Group 2 Innate Lymphoid Cells (ILC2s) Essential in Protecting Barrier Tissues from Parasitic Infections

Dr. David Artis

Dr. Artis and team continue to illuminate the role of ILC2s, a family of white blood cells, with a new discovery published in Nature that has resolved an ongoing controversy.

Discovered by multiple groups about 12 years ago, ILC2s, which are present in barrier tissues, play an essential role as sentinels and serve as first responders in fighting various infections. The Artis lab has shown that ILC2s help to protect these tissues from  parasitic infections as well as damage associated with allergic inflammation and asthma. Their study has also demonstrated that although ILC2s have functional similarities to T helper type 2 cells (Th2), Th2 cells cannot adequately compensate for loss of the protective response of ILC2s against parasitic worm infection in the gut and gut inflammation. It had been thought that ILC2s were possibly redundant with other cells in the body, but this finding clarifies that they are not. In addition, the investigators uncovered findings that suggest that a unique set of regulatory networks controlled by neurons in the gut may be viable targets for future drug therapies to combat chronic inflammatory diseases (e.g., asthma, allergy, inflammatory bowel disease).

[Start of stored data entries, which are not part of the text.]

// configs/loader.rs

// Reads and writes configurations as YAML. A loaded configuration is validated
// before it is handed out, so range violations surface at load time.

// Dependencies
use log::info;
use std::fs::File;
use std::path::Path;

use super::RpuConfigKind;
use crate::ConfigError;

/// Parses and validates a configuration from YAML text
pub fn from_yaml_str(text: &str) -> Result<RpuConfigKind, ConfigError> {
    let config: RpuConfigKind = serde_yaml::from_str(text).map_err(|e| ConfigError::Parse(e.to_string()))?;
    config.validate()?;
    Ok(config)
}

/// Loads and validates a configuration from a YAML file
pub fn from_yaml_file(path: impl AsRef<Path>) -> Result<RpuConfigKind, ConfigError> {
    let path = path.as_ref();
    let file = File::open(path).map_err(|e| ConfigError::Io(format!("{}: {}", path.display(), e)))?;
    let config: RpuConfigKind = serde_yaml::from_reader(file)
        .map_err(|e| ConfigError::Parse(format!("{}: {}", path.display(), e)))?;
    config.validate()?;
    info!("Loaded {} configuration from {}", config.name(), path.display());
    Ok(config)
}

/// Serializes a configuration to YAML text
pub fn to_yaml_string(config: &RpuConfigKind) -> Result<String, ConfigError> {
    serde_yaml::to_string(config).map_err(|e| ConfigError::Parse(e.to_string()))
}

/// Writes a configuration to a YAML file
pub fn save_yaml_file(config: &RpuConfigKind, path: impl AsRef<Path>) -> Result<(), ConfigError> {
    let path = path.as_ref();
    let file = File::create(path).map_err(|e| ConfigError::Io(format!("{}: {}", path.display(), e)))?;
    serde_yaml::to_writer(file, config).map_err(|e| ConfigError::Io(format!("{}: {}", path.display(), e)))?;
    info!("Saved {} configuration to {}", config.name(), path.display());
    Ok(())
}
//! RPU configurations
//!
//! Four mutually exclusive configuration kinds bundle a device model with I/O,
//! update and (for inference) noise parameters:
//! - [`FloatingPointRpuConfig`]: floating point tile, optional decay/diffusion
//! - [`SingleRpuConfig`]: analog tile with one pulsed device
//! - [`UnitCellRpuConfig`]: analog tile with a composite of pulsed devices
//! - [`InferenceRpuConfig`]: hardware-aware training with ideal backward/update,
//!   plus statistical inference noise
//!
//! The three analog kinds translate to the same native tile parameter block.

/// Floating point configuration
pub mod floating_point;
/// Inference-only configuration
pub mod inference;
/// YAML configuration files
pub mod loader;
/// Single pulsed device configuration
pub mod single;
/// Unit cell configuration
pub mod unit_cell;

use serde::{Deserialize, Serialize};

use crate::bindings::AnalogTileParameter;
use crate::parameters::{IoParameters, UpdateParameters};
use crate::ConfigError;

pub use floating_point::FloatingPointRpuConfig;
pub use inference::InferenceRpuConfig;
pub use single::SingleRpuConfig;
pub use unit_cell::UnitCellRpuConfig;

/// Native parameter type a configuration kind maps to
#[derive(Debug, Clone, Copy, PartialEq, Eq)]
pub enum BindingsClass {
    /// Floating point tile, handled by its own native path
    FloatingPointTile,
    /// Analog tile parameter block
    AnalogTile,
}

impl BindingsClass {
    /// Native type name
    pub fn name(self) -> &'static str {
        match self {
            BindingsClass::FloatingPointTile => "FloatingPointTileParameter",
            BindingsClass::AnalogTile => "AnalogTileParameter",
        }
    }
}

/// Capabilities shared by every configuration kind
pub trait RpuConfig {
    /// Native parameter type of this kind
    const BINDINGS_CLASS: BindingsClass;

    /// Whether a periodic diffusion pass is needed
    fn requires_diffusion(&self) -> bool;

    /// Whether a periodic decay pass is needed
    fn requires_decay(&self) -> bool;

    /// Summary of the device physics
    fn device_summary(&self) -> DeviceSummary;

    /// Validates every nested parameter bundle
    fn validate(&self) -> Result<(), ConfigError>;
}

/// Configurations that translate to an analog tile parameter block
pub trait AnalogRpuConfig: RpuConfig {
    /// Native analog tile parameters for the current field values
    fn as_bindings(&self) -> Result<AnalogTileParameter, ConfigError>;
}

/// Device physics at a glance
#[derive(Debug, Clone, PartialEq)]
pub struct DeviceSummary {
    /// Device model name
    pub kind: &'static str,
    /// Number of physical devices per weight
    pub n_devices: usize,
    /// Largest diffusion over all devices
    pub diffusion: f64,
    /// Largest lifetime over all devices
    pub lifetime: f64,
    /// Whether any device diffuses
    pub requires_diffusion: bool,
    /// Whether any device decays
    pub requires_decay: bool,
}

impl std::fmt::Display for DeviceSummary {
    fn fmt(&self, f: &mut std::fmt::Formatter) -> std::fmt::Result {
        write!(
            f,
            "{} ({} device(s)): diffusion={} lifetime={} requires_diffusion={} requires_decay={}",
            self.kind, self.n_devices, self.diffusion, self.lifetime, self.requires_diffusion, self.requires_decay
        )
    }
}

/// Any configuration kind
#[derive(Debug, Clone, PartialEq, Serialize, Deserialize)]
#[serde(tag = "kind", rename_all = "snake_case")]
pub enum RpuConfigKind {
    /// Floating point tile
    FloatingPoint(FloatingPointRpuConfig),
    /// One pulsed device per weight
    Single(SingleRpuConfig),
    /// Unit cell of pulsed devices per weight
    UnitCell(UnitCellRpuConfig),
    /// Inference-only tile
    Inference(InferenceRpuConfig),
}

impl From<FloatingPointRpuConfig> for RpuConfigKind {
    fn from(config: FloatingPointRpuConfig) -> Self {
        RpuConfigKind::FloatingPoint(config)
    }
}

impl From<SingleRpuConfig> for RpuConfigKind {
    fn from(config: SingleRpuConfig) -> Self {
        RpuConfigKind::Single(config)
    }
}

impl From<UnitCellRpuConfig> for RpuConfigKind {
    fn from(config: UnitCellRpuConfig) -> Self {
        RpuConfigKind::UnitCell(config)
    }
}

impl From<InferenceRpuConfig> for RpuConfigKind {
    fn from(config: InferenceRpuConfig) -> Self {
        RpuConfigKind::Inference(config)
    }
}

impl RpuConfigKind {
    /// Name of the configuration kind
    pub fn name(&self) -> &'static str {
        match self {
            RpuConfigKind::FloatingPoint(_) => "floating_point",
            RpuConfigKind::Single(_) => "single",
            RpuConfigKind::UnitCell(_) => "unit_cell",
            RpuConfigKind::Inference(_) => "inference",
        }
    }

    /// Native parameter type of the wrapped kind
    pub fn bindings_class(&self) -> BindingsClass {
        match self {
            RpuConfigKind::FloatingPoint(_) => FloatingPointRpuConfig::BINDINGS_CLASS,
            RpuConfigKind::Single(_) => SingleRpuConfig::BINDINGS_CLASS,
            RpuConfigKind::UnitCell(_) => UnitCellRpuConfig::BINDINGS_CLASS,
            RpuConfigKind::Inference(_) => InferenceRpuConfig::BINDINGS_CLASS,
        }
    }

    /// Whether a periodic diffusion pass is needed
    pub fn requires_diffusion(&self) -> bool {
        match self {
            RpuConfigKind::FloatingPoint(c) => c.requires_diffusion(),
            RpuConfigKind::Single(c) => c.requires_diffusion(),
            RpuConfigKind::UnitCell(c) => c.requires_diffusion(),
            RpuConfigKind::Inference(c) => c.requires_diffusion(),
        }
    }

    /// Whether a periodic decay pass is needed
    pub fn requires_decay(&self) -> bool {
        match self {
            RpuConfigKind::FloatingPoint(c) => c.requires_decay(),
            RpuConfigKind::Single(c) => c.requires_decay(),
            RpuConfigKind::UnitCell(c) => c.requires_decay(),
            RpuConfigKind::Inference(c) => c.requires_decay(),
        }
    }

    /// Summary of the device physics
    pub fn device_summary(&self) -> DeviceSummary {
        match self {
            RpuConfigKind::FloatingPoint(c) => c.device_summary(),
            RpuConfigKind::Single(c) => c.device_summary(),
            RpuConfigKind::UnitCell(c) => c.device_summary(),
            RpuConfigKind::Inference(c) => c.device_summary(),
        }
    }

    /// Validates every nested parameter bundle
    pub fn validate(&self) -> Result<(), ConfigError> {
        match self {
            RpuConfigKind::FloatingPoint(c) => c.validate(),
            RpuConfigKind::Single(c) => c.validate(),
            RpuConfigKind::UnitCell(c) => c.validate(),
            RpuConfigKind::Inference(c) => c.validate(),
        }
    }

    /// Analog tile parameters; floating point configurations have none
    pub fn as_bindings(&self) -> Result<AnalogTileParameter, ConfigError> {
        match self {
            RpuConfigKind::FloatingPoint(_) => Err(ConfigError::UnsupportedTranslation(format!(
                "floating point configurations map to {}, not {}",
                BindingsClass::FloatingPointTile.name(),
                BindingsClass::AnalogTile.name()
            ))),
            RpuConfigKind::Single(c) => c.as_bindings(),
            RpuConfigKind::UnitCell(c) => c.as_bindings(),
            RpuConfigKind::Inference(c) => c.as_bindings(),
        }
    }

    /// Forward I/O, if the kind has one
    pub fn forward(&self) -> Option<&IoParameters> {
        match self {
            RpuConfigKind::FloatingPoint(_) => None,
            RpuConfigKind::Single(c) => Some(&c.forward),
            RpuConfigKind::UnitCell(c) => Some(&c.forward),
            RpuConfigKind::Inference(c) => Some(&c.forward),
        }
    }

    /// Replaces the backward I/O; fixed for inference configurations
    pub fn set_backward(&mut self, backward: IoParameters) -> Result<(), ConfigError> {
        match self {
            RpuConfigKind::FloatingPoint(_) => Err(ConfigError::invalid(
                "FloatingPointRpuConfig",
                "backward",
                "floating point configurations have no backward I/O",
            )),
            RpuConfigKind::Single(c) => {
                c.backward = backward;
                Ok(())
            }
            RpuConfigKind::UnitCell(c) => {
                c.backward = backward;
                Ok(())
            }
            RpuConfigKind::Inference(_) => Err(ConfigError::ReadOnlyField("backward")),
        }
    }

    /// Replaces the update parameters; fixed for inference configurations
    pub fn set_update(&mut self, update: UpdateParameters) -> Result<(), ConfigError> {
        match self {
            RpuConfigKind::FloatingPoint(_) => Err(ConfigError::invalid(
                "FloatingPointRpuConfig",
                "update",
                "floating point configurations have no update parameters",
            )),
            RpuConfigKind::Single(c) => {
                c.update = update;
                Ok(())
            }
            RpuConfigKind::UnitCell(c) => {
                c.update = update;
                Ok(())
            }
            RpuConfigKind::Inference(_) => Err(ConfigError::ReadOnlyField("update")),
        }
    }
}
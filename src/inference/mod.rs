//! Inference noise models
//!
//! Statistical models of what happens to analog weights after training: programming
//! noise when the weights are written, conductance drift over time, read noise,
//! and the compensation strategy used to undo the global drift.

/// Drift compensation
pub mod drift;
/// Statistical inference noise models
pub mod noise;

pub use drift::{drift_alpha, DriftCompensation, GlobalDriftCompensation};
pub use noise::{InferenceNoiseModel, NoiseModel, PcmLikeNoiseModel};
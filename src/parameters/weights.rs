// parameters/weights.rs

// Weight clipping and weight modification applied during hardware-aware training.
// These bundles travel with an inference configuration and are consumed by the
// inference runtime, not by the native tile.

// Dependencies
use serde::{Deserialize, Serialize};

use crate::{check_non_negative, check_positive, check_probability, ConfigError};

/// Clipping strategy
#[derive(Debug, Clone, Copy, PartialEq, Eq, Default, Serialize, Deserialize)]
#[serde(rename_all = "snake_case")]
pub enum WeightClipType {
    /// No clipping
    #[default]
    None,
    /// Clip to `fixed_value`
    FixedValue,
    /// Clip to `sigma` standard deviations of the layer weights
    LayerGaussian,
    /// Clip to the average of the per-channel maxima
    AverageChannelMax,
}

/// Weight clipping after each update
#[derive(Debug, Clone, PartialEq, Serialize, Deserialize)]
#[serde(default, deny_unknown_fields)]
pub struct WeightClipParameter {
    /// Clip value for `FixedValue` (negative disables)
    pub fixed_value: f64,
    /// Number of standard deviations for `LayerGaussian`
    pub sigma: f64,
    /// Clipping strategy
    pub clip_type: WeightClipType,
}

impl Default for WeightClipParameter {
    fn default() -> Self {
        WeightClipParameter {
            fixed_value: -1.0,
            sigma: 2.5,
            clip_type: WeightClipType::None,
        }
    }
}

impl WeightClipParameter {
    /// Validates ranges of all fields
    pub fn validate(&self) -> Result<(), ConfigError> {
        if self.clip_type == WeightClipType::FixedValue && !(self.fixed_value > 0.0) {
            return Err(ConfigError::invalid(
                "WeightClipParameter",
                "fixed_value",
                format!("must be > 0 for fixed value clipping, got {}", self.fixed_value),
            ));
        }
        check_positive("WeightClipParameter", "sigma", self.sigma)
    }
}

/// Modification applied to the weights in the forward pass
#[derive(Debug, Clone, Copy, PartialEq, Eq, Default, Serialize, Deserialize)]
#[serde(rename_all = "snake_case")]
pub enum WeightModifierType {
    /// Weights are used as they are
    #[default]
    Copy,
    /// Discretize to `res`
    Discretize,
    /// Multiplicative Gaussian noise
    MultNormal,
    /// Additive Gaussian noise
    AddNormal,
    /// Discretize, then additive Gaussian noise
    DiscretizeAddNormal,
    /// DoReFa discretization
    #[serde(rename = "dorefa")]
    DoReFa,
    /// Polynomial noise in the weight magnitude, see `coeffs`
    Poly,
}

/// Weight modifier for noise-aware training
#[derive(Debug, Clone, PartialEq, Serialize, Deserialize)]
#[serde(default, deny_unknown_fields)]
pub struct WeightModifierParameter {
    /// Std of the modifier noise
    pub std_dev: f64,
    /// Discretization resolution
    pub res: f64,
    /// Stochastic rounding
    pub sto_round: bool,
    /// Clip value of the DoReFa modifier
    pub dorefa_clip: f64,
    /// Drop connect probability
    pub pdrop: f64,
    /// Also modify weights in evaluation mode
    pub enable_during_test: bool,
    /// Scale relative to the actual maximal weight instead of `assumed_wmax`
    pub rel_to_actual_wmax: bool,
    /// Assumed maximal weight
    pub assumed_wmax: f64,
    /// Modification applied to the weights
    pub modifier_type: WeightModifierType,
    /// Polynomial coefficients for `Poly`
    pub coeffs: Vec<f64>,
}

impl Default for WeightModifierParameter {
    fn default() -> Self {
        WeightModifierParameter {
            std_dev: 0.0,
            res: 0.0,
            sto_round: false,
            dorefa_clip: 0.6,
            pdrop: 0.0,
            enable_during_test: false,
            rel_to_actual_wmax: true,
            assumed_wmax: 1.0,
            modifier_type: WeightModifierType::Copy,
            coeffs: vec![0.2, 0.0],
        }
    }
}

impl WeightModifierParameter {
    /// Validates ranges of all fields
    pub fn validate(&self) -> Result<(), ConfigError> {
        const B: &str = "WeightModifierParameter";
        check_non_negative(B, "std_dev", self.std_dev)?;
        check_non_negative(B, "res", self.res)?;
        check_positive(B, "dorefa_clip", self.dorefa_clip)?;
        check_probability(B, "pdrop", self.pdrop)?;
        check_positive(B, "assumed_wmax", self.assumed_wmax)?;
        if self.modifier_type == WeightModifierType::Poly && self.coeffs.is_empty() {
            return Err(ConfigError::invalid(B, "coeffs", "polynomial modifier needs coefficients"));
        }
        Ok(())
    }
}

#[cfg(test)]
mod tests {
    use super::*;

    #[test]
    fn test_defaults_validate() {
        assert!(WeightClipParameter::default().validate().is_ok());
        assert!(WeightModifierParameter::default().validate().is_ok());
    }

    #[test]
    fn test_fixed_clip_needs_positive_value() {
        let clip = WeightClipParameter {
            clip_type: WeightClipType::FixedValue,
            ..WeightClipParameter::default()
        };
        assert!(clip.validate().is_err());
        let clip = WeightClipParameter { fixed_value: 1.5, ..clip };
        assert!(clip.validate().is_ok());
    }

    #[test]
    fn test_pdrop_is_probability() {
        let modifier = WeightModifierParameter {
            pdrop: 1.2,
            ..WeightModifierParameter::default()
        };
        assert!(modifier.validate().is_err());
    }
}
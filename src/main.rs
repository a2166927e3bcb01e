// src/main.rs
// Inspects an RPU configuration file: prints the device summary, the capability
// flags and the native tile bindings the configuration translates to.

// Imports dependencies and library modules.
// - env_logger: Logging for debugging.
// - rpu_config: configuration loading and translation.
use log::{error, info};
use rpu_config::configs::loader;
use rpu_config::{BindingsClass, RpuConfigKind};
use std::error::Error;

/// Loads the configuration named on the command line (or the default single
/// device configuration) and prints what the simulator would receive.
fn main() -> Result<(), Box<dyn Error>> {
    // Initialize logging for debugging
    env_logger::init();

    let config = match std::env::args().nth(1) {
        Some(path) => loader::from_yaml_file(&path)?,
        None => {
            info!("No configuration file given, using the default single device configuration");
            RpuConfigKind::Single(Default::default())
        }
    };

    let summary = config.device_summary();
    info!("Configuration kind: {}", config.name());
    println!("kind: {}", config.name());
    println!("bindings: {}", config.bindings_class().name());
    println!("device: {}", summary);
    println!("requires_diffusion: {}", config.requires_diffusion());
    println!("requires_decay: {}", config.requires_decay());

    if config.bindings_class() == BindingsClass::AnalogTile {
        match config.as_bindings() {
            Ok(bindings) => println!("{:#?}", bindings),
            Err(e) => {
                error!("Translation failed: {}", e);
                return Err(e.into());
            }
        }
    }

    Ok(())
}
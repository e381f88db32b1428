//! Configuration file parsing and structures.
//!
//! hearthcmd uses a single TOML file. Every section is optional; a file that
//! only names the completion endpoint is enough to run.

use std::collections::HashMap;
use std::path::Path;
use std::path::PathBuf;

use serde::Deserialize;
use serde::Serialize;
use tracing_subscriber::filter::LevelFilter;
use tracing_subscriber::filter::Targets;

use crate::dispatch::ServiceMatch;
use crate::inventory::Device;

/// Top-level configuration structure
#[derive(Debug, Default, Deserialize)]
pub struct Config {
    #[serde(default)]
    pub logging: LoggingConfig,

    #[serde(default)]
    pub api: ApiConfig,

    #[serde(default)]
    pub completion: CompletionConfig,

    #[serde(default)]
    pub dispatch: DispatchConfig,

    /// Devices known at startup
    #[serde(default)]
    pub devices: Vec<Device>,
}

#[derive(Debug, Default, Deserialize, Serialize, Clone, Copy, PartialEq, Eq, PartialOrd, Ord)]
#[serde(rename_all = "lowercase")]
pub enum LogLevel {
    Trace,
    Debug,
    #[default]
    Info,
    Warn,
    Error,
}

impl From<LogLevel> for LevelFilter {
    fn from(level: LogLevel) -> Self {
        match level {
            LogLevel::Trace => LevelFilter::TRACE,
            LogLevel::Debug => LevelFilter::DEBUG,
            LogLevel::Info => LevelFilter::INFO,
            LogLevel::Warn => LevelFilter::WARN,
            LogLevel::Error => LevelFilter::ERROR,
        }
    }
}

#[derive(Debug, Default, Deserialize, Serialize)]
pub struct LoggingConfig {
    /// Log level: trace, debug, info, warn, error
    #[serde(default)]
    pub level: LogLevel,

    /// Per-target levels, e.g. `hearthcmd::resolver = "debug"`
    #[serde(default)]
    pub overrides: HashMap<String, LogLevel>,
}

impl LoggingConfig {
    /// Build the tracing filter for this config.
    pub fn targets(&self) -> Targets {
        self.overrides.iter().fold(
            Targets::new().with_default(LevelFilter::from(self.level)),
            |targets, (target, level)| targets.with_target(target.clone(), LevelFilter::from(*level)),
        )
    }
}

fn default_listen() -> String {
    "127.0.0.1".to_string()
}

fn default_port() -> u16 {
    8566
}

/// HTTP ingress configuration
#[derive(Debug, Clone, Deserialize)]
pub struct ApiConfig {
    #[serde(default = "default_listen")]
    pub listen: String,

    #[serde(default = "default_port")]
    pub port: u16,
}

impl Default for ApiConfig {
    fn default() -> Self {
        Self {
            listen: default_listen(),
            port: default_port(),
        }
    }
}

fn default_endpoint() -> String {
    "https://api.openai.com/v1/completions".to_string()
}

fn default_model() -> String {
    "gpt-3.5-turbo-instruct".to_string()
}

fn default_api_key_env() -> Option<String> {
    Some("OPENAI_API_KEY".to_string())
}

fn default_max_tokens() -> u32 {
    100
}

fn default_timeout_secs() -> u64 {
    30
}

/// Completion service configuration
#[derive(Debug, Clone, Deserialize)]
pub struct CompletionConfig {
    /// Full URL of the completions endpoint
    #[serde(default = "default_endpoint")]
    pub endpoint: String,

    #[serde(default = "default_model")]
    pub model: String,

    /// API key given inline; takes priority over `api_key_env`
    #[serde(default)]
    pub api_key: Option<String>,

    /// Environment variable holding the API key
    #[serde(default = "default_api_key_env")]
    pub api_key_env: Option<String>,

    #[serde(default = "default_max_tokens")]
    pub max_tokens: u32,

    /// Sampling temperature, 0.0 for the most reproducible intents
    #[serde(default)]
    pub temperature: f32,

    /// Per-request timeout in seconds
    #[serde(default = "default_timeout_secs")]
    pub timeout_secs: u64,
}

impl Default for CompletionConfig {
    fn default() -> Self {
        Self {
            endpoint: default_endpoint(),
            model: default_model(),
            api_key: None,
            api_key_env: default_api_key_env(),
            max_tokens: default_max_tokens(),
            temperature: 0.0,
            timeout_secs: default_timeout_secs(),
        }
    }
}

impl CompletionConfig {
    /// Resolve the API key from the config or the environment.
    pub fn api_key(&self) -> Option<String> {
        self.api_key.clone().or_else(|| {
            self.api_key_env
                .as_ref()
                .and_then(|var| std::env::var(var).ok())
                .filter(|key| !key.is_empty())
        })
    }
}

/// Action dispatch configuration
#[derive(Debug, Default, Clone, Deserialize)]
pub struct DispatchConfig {
    /// How the dispatcher picks a service on the matched device
    #[serde(default)]
    pub service_match: ServiceMatch,
}

impl Config {
    /// Load configuration from a TOML file
    pub fn from_file(path: impl AsRef<Path>) -> Result<Self, ConfigError> {
        let contents = std::fs::read_to_string(path.as_ref())
            .map_err(|e| ConfigError::Io(path.as_ref().to_path_buf(), e))?;

        let config: Config = toml::from_str(&contents)?;
        config.validate()?;
        Ok(config)
    }

    fn validate(&self) -> Result<(), ConfigError> {
        if !(0.0..=2.0).contains(&self.completion.temperature) {
            return Err(ConfigError::Invalid(format!(
                "completion.temperature must be between 0.0 and 2.0, got {}",
                self.completion.temperature
            )));
        }
        if self.completion.max_tokens == 0 {
            return Err(ConfigError::Invalid(
                "completion.max_tokens must be greater than 0".to_string(),
            ));
        }
        Ok(())
    }
}

#[derive(Debug, thiserror::Error)]
pub enum ConfigError {
    #[error("Failed to read config file {0}: {1}")]
    Io(PathBuf, #[source] std::io::Error),

    #[error("Failed to parse TOML: {0}")]
    Parse(#[from] toml::de::Error),

    #[error("Invalid configuration: {0}")]
    Invalid(String),
}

From a clinical perspective, it was also found that ILC2s in humans respond similarly to those in a mouse model.

“This advances our understanding of the complexity of the immune system, and gives us a potential new set of targets for future therapies,” said study senior author Dr. David Artis, Director of the Jill Roberts Institute for Research in Inflammatory Bowel Disease, Director of the Friedman Center for Nutrition and Inflammation, and the Michael Kors Professor of Immunology at Weill Cornell Medicine.

The study’s co-first author, Dr. Hiroshi Yano, a postdoctoral research associate in the Artis laboratory, noted, “This finding clarifies that ILC2s are playing the major role in this tissue protective response—without them the response is inadequate.”

This work was supported in part by the National Institutes of Health (DK126871, AI151599, AI095466, AI095608, AI142213, AR070116, AI172027, DK132244), a WCM Department of Pediatrics Junior Faculty Pilot Award, the Jill Roberts Center Pilot Award for Research in IBD, a Thomas C. King Pulmonary Fellowship, the LEO foundation, Cure for IBD, Jill Roberts Institute, the Sanders Family, and the Rosanne H. Silbermann Foundation.